In the period that followed, there were repeated conflicts and also a second war against the British administration. The Maroons of Jamaica never lost their autonomy again. They still live in the interior of Jamaica, far away from the majority population of the coastal regions. It is estimated that there are still several thousand Maroons in Jamaica.

The Maroons in the Haitian Revolution

The Maroon communities soon took on a historically even more important role on Hispaniola and what would become Haiti. The French colony of Saint Domingue there was probably the most productive in the world at the time. No other estate produced as much revenue for its colonial power as Saint Domingue did for France. The events that were to take place there at the end of the 18th century are all the more important - and the Maroons were right in the middle.

The colony had been a deeply divided society for centuries at the time. Saint Domingue was ruled by a vanishingly small white upper class. There was also a white underclass, free blacks, “mixed” people and an overwhelming majority of African slaves who were constantly being brought in from Africa due to the enormous mortality rate and who probably made up 90 percent of the population. In addition, of course, Maroons lived here since the early 16th century, and they received a steady flow of runaway slaves to their villages in the interior of the country. They posed a constant threat to plantation owners.

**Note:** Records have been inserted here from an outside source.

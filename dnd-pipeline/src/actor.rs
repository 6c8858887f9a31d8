//! Actor data as seen by the pipeline.
//!
//! Actors live in the host's object graph; the pipeline only needs armor
//! class, save and skill modifiers, damage defenses, traits and equipped item
//! flags. `ActorSource` is the lookup boundary.

use async_trait::async_trait;
use serde::{Deserialize, Serialize};
use serde_json::{Map, Value};
use std::collections::HashMap;
use std::fmt;
use thiserror::Error;
use uuid::Uuid;

/// Unique identifier for actors (characters and creatures).
#[derive(Debug, Clone, Copy, PartialEq, Eq, Hash, Serialize, Deserialize)]
pub struct ActorId(pub Uuid);

impl ActorId {
    pub fn new() -> Self {
        Self(Uuid::new_v4())
    }
}

impl Default for ActorId {
    fn default() -> Self {
        Self::new()
    }
}

impl fmt::Display for ActorId {
    fn fmt(&self, f: &mut fmt::Formatter<'_>) -> fmt::Result {
        write!(f, "{}", self.0)
    }
}

/// The six ability scores.
#[derive(Debug, Clone, Copy, PartialEq, Eq, Hash, Serialize, Deserialize)]
#[serde(rename_all = "lowercase")]
pub enum Ability {
    Strength,
    Dexterity,
    Constitution,
    Intelligence,
    Wisdom,
    Charisma,
}

impl Ability {
    pub fn abbreviation(&self) -> &'static str {
        match self {
            Ability::Strength => "STR",
            Ability::Dexterity => "DEX",
            Ability::Constitution => "CON",
            Ability::Intelligence => "INT",
            Ability::Wisdom => "WIS",
            Ability::Charisma => "CHA",
        }
    }
}

impl fmt::Display for Ability {
    fn fmt(&self, f: &mut fmt::Formatter<'_>) -> fmt::Result {
        write!(f, "{}", self.abbreviation())
    }
}

/// An item carried by an actor. `properties` holds host-defined flags;
/// features look for a truthy value keyed by their id.
#[derive(Debug, Clone, PartialEq, Serialize, Deserialize)]
pub struct Item {
    pub name: String,
    pub equipped: bool,
    #[serde(default)]
    pub properties: Map<String, Value>,
}

impl Item {
    pub fn new(name: impl Into<String>) -> Self {
        Self {
            name: name.into(),
            equipped: true,
            properties: Map::new(),
        }
    }

    pub fn with_flag(mut self, key: impl Into<String>, value: impl Into<Value>) -> Self {
        self.properties.insert(key.into(), value.into());
        self
    }

    pub fn unequipped(mut self) -> Self {
        self.equipped = false;
        self
    }

    pub fn flag(&self, key: &str) -> bool {
        self.properties.get(key).is_some_and(is_truthy)
    }
}

/// Loose truthiness for host-supplied JSON flags.
pub fn is_truthy(value: &Value) -> bool {
    match value {
        Value::Null => false,
        Value::Bool(b) => *b,
        Value::Number(n) => n.as_f64().is_some_and(|f| f != 0.0),
        Value::String(s) => !s.is_empty(),
        Value::Array(_) | Value::Object(_) => true,
    }
}

/// Everything the pipeline reads about a character or creature.
#[derive(Debug, Clone, PartialEq, Serialize, Deserialize)]
pub struct Actor {
    pub id: ActorId,
    pub name: String,
    pub level: u8,
    pub armor_class: i32,
    #[serde(default)]
    pub saving_throws: HashMap<Ability, i32>,
    #[serde(default)]
    pub ability_checks: HashMap<Ability, i32>,
    #[serde(default)]
    pub skills: HashMap<String, i32>,
    #[serde(default)]
    pub resistances: Vec<String>,
    #[serde(default)]
    pub immunities: Vec<String>,
    #[serde(default)]
    pub vulnerabilities: Vec<String>,
    /// Class features, feats and racial traits by name.
    #[serde(default)]
    pub traits: Vec<String>,
    #[serde(default)]
    pub items: Vec<Item>,
}

impl Actor {
    pub fn new(name: impl Into<String>) -> Self {
        Self {
            id: ActorId::new(),
            name: name.into(),
            level: 1,
            armor_class: 10,
            saving_throws: HashMap::new(),
            ability_checks: HashMap::new(),
            skills: HashMap::new(),
            resistances: Vec::new(),
            immunities: Vec::new(),
            vulnerabilities: Vec::new(),
            traits: Vec::new(),
            items: Vec::new(),
        }
    }

    pub fn with_level(mut self, level: u8) -> Self {
        self.level = level;
        self
    }

    pub fn with_armor_class(mut self, armor_class: i32) -> Self {
        self.armor_class = armor_class;
        self
    }

    pub fn with_save(mut self, ability: Ability, modifier: i32) -> Self {
        self.saving_throws.insert(ability, modifier);
        self
    }

    pub fn with_ability_check(mut self, ability: Ability, modifier: i32) -> Self {
        self.ability_checks.insert(ability, modifier);
        self
    }

    pub fn with_skill(mut self, skill: impl Into<String>, modifier: i32) -> Self {
        self.skills.insert(skill.into(), modifier);
        self
    }

    pub fn with_trait(mut self, name: impl Into<String>) -> Self {
        self.traits.push(name.into());
        self
    }

    pub fn with_item(mut self, item: Item) -> Self {
        self.items.push(item);
        self
    }

    pub fn with_resistance(mut self, damage_type: impl Into<String>) -> Self {
        self.resistances.push(damage_type.into());
        self
    }

    pub fn with_immunity(mut self, damage_type: impl Into<String>) -> Self {
        self.immunities.push(damage_type.into());
        self
    }

    pub fn with_vulnerability(mut self, damage_type: impl Into<String>) -> Self {
        self.vulnerabilities.push(damage_type.into());
        self
    }

    pub fn save_modifier(&self, ability: Ability) -> i32 {
        self.saving_throws.get(&ability).copied().unwrap_or(0)
    }

    pub fn ability_modifier(&self, ability: Ability) -> i32 {
        self.ability_checks.get(&ability).copied().unwrap_or(0)
    }

    pub fn skill_modifier(&self, skill: &str) -> i32 {
        self.skills.get(skill).copied().unwrap_or(0)
    }

    /// Exact, case-sensitive trait match.
    pub fn has_trait(&self, name: &str) -> bool {
        self.traits.iter().any(|t| t == name)
    }

    /// True if any equipped item carries a truthy `key` property.
    pub fn has_equipped_flag(&self, key: &str) -> bool {
        self.items.iter().any(|i| i.equipped && i.flag(key))
    }
}

/// Errors from actor lookups.
#[derive(Debug, Clone, Error)]
pub enum LookupError {
    #[error("Actor not found: {0}")]
    NotFound(ActorId),

    #[error("Actor source unavailable: {0}")]
    Unavailable(String),
}

/// Resolves actor identifiers to actor data.
#[async_trait]
pub trait ActorSource: Send + Sync {
    async fn actor(&self, id: ActorId) -> Result<Actor, LookupError>;
}

/// Actor source backed by a map, for headless use and tests.
#[derive(Debug, Clone, Default)]
pub struct InMemoryActors {
    actors: HashMap<ActorId, Actor>,
}

impl InMemoryActors {
    pub fn new() -> Self {
        Self::default()
    }

    pub fn insert(&mut self, actor: Actor) -> ActorId {
        let id = actor.id;
        self.actors.insert(id, actor);
        id
    }

    pub fn with_actor(mut self, actor: Actor) -> Self {
        self.insert(actor);
        self
    }
}

#[async_trait]
impl ActorSource for InMemoryActors {
    async fn actor(&self, id: ActorId) -> Result<Actor, LookupError> {
        self.actors.get(&id).cloned().ok_or(LookupError::NotFound(id))
    }
}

The 1750s saw the first major Maroon uprising in Haiti. Led by their leader François Mackandal, they raided plantations for nearly a decade and fomented slave uprisings there. The colonial power looks on helplessly for a long time. Eventually Mackandal was caught and executed, but his example had already made waves. Barely forty years later, Saint Domingue saw the largest slave rebellion the Caribbean had ever seen. From 1791 to 1804 the country was in open civil war. Slaves, Maroons, free blacks, French, Spaniards, Britons and whoever else found the time faced each other in changing coalitions. Tens of thousands died in the fighting and (especially among Europeans) from yellow fever. In the end, however, Haiti was the first and only free "slave republic" in the world.

A heavy legacy

The colonization of the "new world" by the Europeans was an inhumane and mostly one-sided undertaking. The profit of the white Europeans was on the one hand, the suffering of the natives and African slaves on the other. It is all the more important to remember that these were not just victims. At any point in time there were independent Maroon communities that opposed enslavement. And last but not least in Haiti they showed what they thought of the European presence. In Spain, the USA but - let's be honest - the whole western world, this realization is still not fully understood.